If the Gateway's midtower design isn't as living-room-friendly as the tiny Mac Mini, its HDMI output gives you an easier means to connect the Gateway to a standard HDTV. The Mac Mini requires at least one, if not two adapters to make that same connection, depending on whether your TV has a standard DVI input.

We should also point out the Dell Studio Hybrid for living-room suitability. Dell's tiny PC is perhaps the most direct Windows-based competitor to the Mac Mini. The last time we reviewed one was in July 2008, with no 64-bit Windows option, and only 800MHz DDR2 RAM. Dell hasn't updated those specs since then, and as you can see on our performance charts below, the Dell Studio Hybrid is not very competitive in its price range. That said, it at least offers both HDMI and full-size DVI video outputs, with no adapters required.
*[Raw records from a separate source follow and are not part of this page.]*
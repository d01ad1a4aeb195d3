//! Connections to the nodes and the pool that owns them.

mod connection;
mod connection_manager;
mod peer_discovery;

pub use connection::{Connection, ConnectionId, ConnectionState};
pub(crate) use connection::{ConnectionConfig, VerifiedKeyspaceName, DEFAULT_MAX_REQUESTS};
pub use connection_manager::{ConnectionManager, ConnectionSelection};
pub use peer_discovery::{NoPeerDiscovery, PeerDiscovery, SystemPeersDiscovery};

#[cfg(test)]
pub(crate) use connection::tests as connection_tests;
By providing no obvious internal access, the Mac Mini obviously can't match a standard desktop's upgrade potential--that's a common criticism of the Mac Mini, and we suspect anyone thinking about buying one has already taken that fact into consideration. The Dell Studio Hybrid suffers from the same locked case, but systems like HP's SlimLine series strike a nice balance between the Mac Mini's size and the upgradability of a traditional Windows PC. We would be sure to look into one of those systems if you want a smaller scale desktop.

Adobe Photoshop CS3 image-processing test (in seconds)
(Shorter bars indicate better performance)

Apple iTunes encoding test (in seconds)
(Shorter bars indicate better performance)

Multimedia multitasking (in seconds)
(Shorter bars indicate better performance)

(Longer bars indicate better performance)
Rendering Multiple CPUs  
Rendering Single CPU  

We have mixed feelings about the Mac Mini's benchmark performance. The $799 model has 2GB of RAM compared with the $599 Mac Mini's 1GB, but that really only helps the higher-end Mini on our multitasking test. Otherwise, both systems are equally slow compared with a handful of Windows desktops. As we said about the $599 Mac Mini, fast multitasking is very useful, especially in a work setting. We just wish we didn't have to sacrifice so much single application performance to get it.

We also credit Apple for boosting the Mac Mini's gaming performance with the new Nvidia chip. We were able to run Quake 4 at 1,600x900 at decent image quality with minimal lag. Our gameplay experience wasn't entirely seamless, and more recent games will surely provide a larger challenge. But as a budget gaming system, the Mac Mini is at least respectable.